• _TASK ITEM_
Print out all the records, word for word.

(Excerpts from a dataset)
- Opening Delimiter -
//! Reputation Registry ABI encoding

use ethers::abi::{ParamType, Token};
use ethers::types::{Address, U256};
use once_cell::sync::Lazy;

use super::common::*;
use crate::error::{FeedbackAuthError, Result};

pub const GIVE_FEEDBACK_SIGNATURE: &str =
    "giveFeedback(uint256,uint8,bytes32,bytes32,string,bytes32,bytes)";
pub const GET_LAST_INDEX_SIGNATURE: &str = "getLastIndex(uint256,address)";
pub const READ_FEEDBACK_SIGNATURE: &str = "readFeedback(uint256,address,uint64)";
pub const REVOKE_FEEDBACK_SIGNATURE: &str = "revokeFeedback(uint256,uint64)";
pub const GET_SUMMARY_SIGNATURE: &str = "getSummary(uint256,address[],bytes32,bytes32)";

pub static GIVE_FEEDBACK_SELECTOR: Lazy<[u8; 4]> =
    Lazy::new(|| function_selector(GIVE_FEEDBACK_SIGNATURE));
pub static GET_LAST_INDEX_SELECTOR: Lazy<[u8; 4]> =
    Lazy::new(|| function_selector(GET_LAST_INDEX_SIGNATURE));
pub static READ_FEEDBACK_SELECTOR: Lazy<[u8; 4]> =
    Lazy::new(|| function_selector(READ_FEEDBACK_SIGNATURE));
pub static REVOKE_FEEDBACK_SELECTOR: Lazy<[u8; 4]> =
    Lazy::new(|| function_selector(REVOKE_FEEDBACK_SIGNATURE));
pub static GET_SUMMARY_SELECTOR: Lazy<[u8; 4]> =
    Lazy::new(|| function_selector(GET_SUMMARY_SIGNATURE));

/// Encode giveFeedback call
/// giveFeedback(uint256 agentId, uint8 score, bytes32 tag1, bytes32 tag2,
///              string feedbackUri, bytes32 feedbackHash, bytes feedbackAuth)
pub fn encode_give_feedback(
    agent_id: U256,
    score: u8,
    tag1: [u8; 32],
    tag2: [u8; 32],
    feedback_uri: &str,
    feedback_hash: [u8; 32],
    feedback_auth: &[u8],
) -> Vec<u8> {
    encode_call(
        *GIVE_FEEDBACK_SELECTOR,
        &[
            Token::Uint(agent_id),
            Token::Uint(U256::from(score)),
            Token::FixedBytes(tag1.to_vec()),
            Token::FixedBytes(tag2.to_vec()),
            Token::String(feedback_uri.to_string()),
            Token::FixedBytes(feedback_hash.to_vec()),
            Token::Bytes(feedback_auth.to_vec()),
        ],
    )
}

/// Encode getLastIndex call
/// getLastIndex(uint256 agentId, address clientAddress)
pub fn encode_get_last_index(agent_id: U256, client_address: Address) -> Vec<u8> {
    encode_call(
        *GET_LAST_INDEX_SELECTOR,
        &[Token::Uint(agent_id), Token::Address(client_address)],
    )
}

/// Encode readFeedback call
/// readFeedback(uint256 agentId, address clientAddress, uint64 index)
pub fn encode_read_feedback(agent_id: U256, client_address: Address, index: u64) -> Vec<u8> {
    encode_call(
        *READ_FEEDBACK_SELECTOR,
        &[
            Token::Uint(agent_id),
            Token::Address(client_address),
            Token::Uint(U256::from(index)),
        ],
    )
}

/// Encode revokeFeedback call
/// revokeFeedback(uint256 agentId, uint64 feedbackIndex)
pub fn encode_revoke_feedback(agent_id: U256, feedback_index: u64) -> Vec<u8> {
    encode_call(
        *REVOKE_FEEDBACK_SELECTOR,
        &[Token::Uint(agent_id), Token::Uint(U256::from(feedback_index))],
    )
}

/// Encode getSummary call
/// getSummary(uint256 agentId, address[] clientAddresses, bytes32 tag1, bytes32 tag2)
pub fn encode_get_summary(
    agent_id: U256,
    client_addresses: &[Address],
    tag1: [u8; 32],
    tag2: [u8; 32],
) -> Vec<u8> {
    encode_call(
        *GET_SUMMARY_SELECTOR,
        &[
            Token::Uint(agent_id),
            Token::Array(client_addresses.iter().copied().map(Token::Address).collect()),
            Token::FixedBytes(tag1.to_vec()),
            Token::FixedBytes(tag2.to_vec()),
        ],
    )
}

/// Decode getLastIndex result (uint64)
pub fn decode_last_index_result(data: &[u8]) -> Result<u64> {
    let mut tokens = decode_result(&[ParamType::Uint(64)], data)?;
    token_to_u64(tokens.remove(0), "lastIndex")
}

/// Decoded readFeedback row
#[derive(Debug, Clone, PartialEq, Eq)]
pub struct FeedbackRow {
    pub score: u8,
    pub tag1: Option<String>,
    pub tag2: Option<String>,
    pub is_revoked: bool,
}

/// Decode readFeedback result
/// Returns (score, tag1, tag2, isRevoked)
pub fn decode_feedback_result(data: &[u8]) -> Result<FeedbackRow> {
    let tokens = decode_result(
        &[
            ParamType::Uint(8),
            ParamType::FixedBytes(32),
            ParamType::FixedBytes(32),
            ParamType::Bool,
        ],
        data,
    )?;

    match tokens.as_slice() {
        [Token::Uint(score), Token::FixedBytes(tag1), Token::FixedBytes(tag2), Token::Bool(revoked)] => {
            Ok(FeedbackRow {
                score: score.low_u32() as u8,
                tag1: decode_tag(tag1),
                tag2: decode_tag(tag2),
                is_revoked: *revoked,
            })
        }
        _ => Err(FeedbackAuthError::Network(
            "Unexpected readFeedback result shape".to_string(),
        )),
    }
}

/// Decode getSummary result
/// Returns (count, averageScore)
pub fn decode_summary_result(data: &[u8]) -> Result<(u64, u8)> {
    let mut tokens = decode_result(&[ParamType::Uint(64), ParamType::Uint(8)], data)?;
    let average = token_to_u64(tokens.remove(1), "averageScore")?;
    let count = token_to_u64(tokens.remove(0), "count")?;
    Ok((count, average.min(u8::MAX as u64) as u8))
}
- Closing Delimiter -
• _SOLUTION TO THE EXERCISE_
//! Reputation Registry ABI encoding

use ethers::abi::{ParamType, Token};
use ethers::types::{Address, U256};
use once_cell::sync::Lazy;

use super::common::*;
use crate::error::{FeedbackAuthError, Result};

pub const GIVE_FEEDBACK_SIGNATURE: &str =
    "giveFeedback(uint256,uint8,bytes32,bytes32,string,bytes32,bytes)";
pub const GET_LAST_INDEX_SIGNATURE: &str = "getLastIndex(uint256,address)";
pub const READ_FEEDBACK_SIGNATURE: &str = "readFeedback(uint256,address,uint64)";
pub const REVOKE_FEEDBACK_SIGNATURE: &str = "revokeFeedback(uint256,uint64)";
pub const GET_SUMMARY_SIGNATURE: &str = "getSummary(uint256,address[],bytes32,bytes32)";

pub static GIVE_FEEDBACK_SELECTOR: Lazy<[u8; 4]> =
    Lazy::new(|| function_selector(GIVE_FEEDBACK_SIGNATURE));
pub static GET_LAST_INDEX_SELECTOR: Lazy<[u8; 4]> =
    Lazy::new(|| function_selector(GET_LAST_INDEX_SIGNATURE));
pub static READ_FEEDBACK_SELECTOR: Lazy<[u8; 4]> =
    Lazy::new(|| function_selector(READ_FEEDBACK_SIGNATURE));
pub static REVOKE_FEEDBACK_SELECTOR: Lazy<[u8; 4]> =
    Lazy::new(|| function_selector(REVOKE_FEEDBACK_SIGNATURE));
pub static GET_SUMMARY_SELECTOR: Lazy<[u8; 4]> =
    Lazy::new(|| function_selector(GET_SUMMARY_SIGNATURE));

/// Encode giveFeedback call
/// giveFeedback(uint256 agentId, uint8 score, bytes32 tag1, bytes32 tag2,
///              string feedbackUri, bytes32 feedbackHash, bytes feedbackAuth)
pub fn encode_give_feedback(
    agent_id: U256,
    score: u8,
    tag1: [u8; 32],
    tag2: [u8; 32],
    feedback_uri: &str,
    feedback_hash: [u8; 32],
    feedback_auth: &[u8],
) -> Vec<u8> {
    encode_call(
        *GIVE_FEEDBACK_SELECTOR,
        &[
            Token::Uint(agent_id),
            Token::Uint(U256::from(score)),
            Token::FixedBytes(tag1.to_vec()),
            Token::FixedBytes(tag2.to_vec()),
            Token::String(feedback_uri.to_string()),
            Token::FixedBytes(feedback_hash.to_vec()),
            Token::Bytes(feedback_auth.to_vec()),
        ],
    )
}

/// Encode getLastIndex call
/// getLastIndex(uint256 agentId, address clientAddress)
pub fn encode_get_last_index(agent_id: U256, client_address: Address) -> Vec<u8> {
    encode_call(
        *GET_LAST_INDEX_SELECTOR,
        &[Token::Uint(agent_id), Token::Address(client_address)],
    )
}

/// Encode readFeedback call
/// readFeedback(uint256 agentId, address clientAddress, uint64 index)
pub fn encode_read_feedback(agent_id: U256, client_address: Address, index: u64) -> Vec<u8> {
    encode_call(
        *READ_FEEDBACK_SELECTOR,
        &[
            Token::Uint(agent_id),
            Token::Address(client_address),
            Token::Uint(U256::from(index)),
        ],
    )
}

/// Encode revokeFeedback call
/// revokeFeedback(uint256 agentId, uint64 feedbackIndex)
pub fn encode_revoke_feedback(agent_id: U256, feedback_index: u64) -> Vec<u8> {
    encode_call(
        *REVOKE_FEEDBACK_SELECTOR,
        &[Token::Uint(agent_id), Token::Uint(U256::from(feedback_index))],
    )
}

/// Encode getSummary call
/// getSummary(uint256 agentId, address[] clientAddresses, bytes32 tag1, bytes32 tag2)
pub fn encode_get_summary(
    agent_id: U256,
    client_addresses: &[Address],
    tag1: [u8; 32],
    tag2: [u8; 32],
) -> Vec<u8> {
    encode_call(
        *GET_SUMMARY_SELECTOR,
        &[
            Token::Uint(agent_id),
            Token::Array(client_addresses.iter().copied().map(Token::Address).collect()),
            Token::FixedBytes(tag1.to_vec()),
            Token::FixedBytes(tag2.to_vec()),
        ],
    )
}

/// Decode getLastIndex result (uint64)
pub fn decode_last_index_result(data: &[u8]) -> Result<u64> {
    let mut tokens = decode_result(&[ParamType::Uint(64)], data)?;
    token_to_u64(tokens.remove(0), "lastIndex")
}

/// Decoded readFeedback row
#[derive(Debug, Clone, PartialEq, Eq)]
pub struct FeedbackRow {
    pub score: u8,
    pub tag1: Option<String>,
    pub tag2: Option<String>,
    pub is_revoked: bool,
}

/// Decode readFeedback result
/// Returns (score, tag1, tag2, isRevoked)
pub fn decode_feedback_result(data: &[u8]) -> Result<FeedbackRow> {
    let tokens = decode_result(
        &[
            ParamType::Uint(8),
            ParamType::FixedBytes(32),
            ParamType::FixedBytes(32),
            ParamType::Bool,
        ],
        data,
    )?;

    match tokens.as_slice() {
        [Token::Uint(score), Token::FixedBytes(tag1), Token::FixedBytes(tag2), Token::Bool(revoked)] => {
            Ok(FeedbackRow {
                score: score.low_u32() as u8,
                tag1: decode_tag(tag1),
                tag2: decode_tag(tag2),
                is_revoked: *revoked,
            })
        }
        _ => Err(FeedbackAuthError::Network(
            "Unexpected readFeedback result shape".to_string(),
        )),
    }
}

/// Decode getSummary result
/// Returns (count, averageScore)
pub fn decode_summary_result(data: &[u8]) -> Result<(u64, u8)> {
    let mut tokens = decode_result(&[ParamType::Uint(64), ParamType::Uint(8)], data)?;
    let average = token_to_u64(tokens.remove(1), "averageScore")?;
    let count = token_to_u64(tokens.remove(0), "count")?;
    Ok((count, average.min(u8::MAX as u64) as u8))
}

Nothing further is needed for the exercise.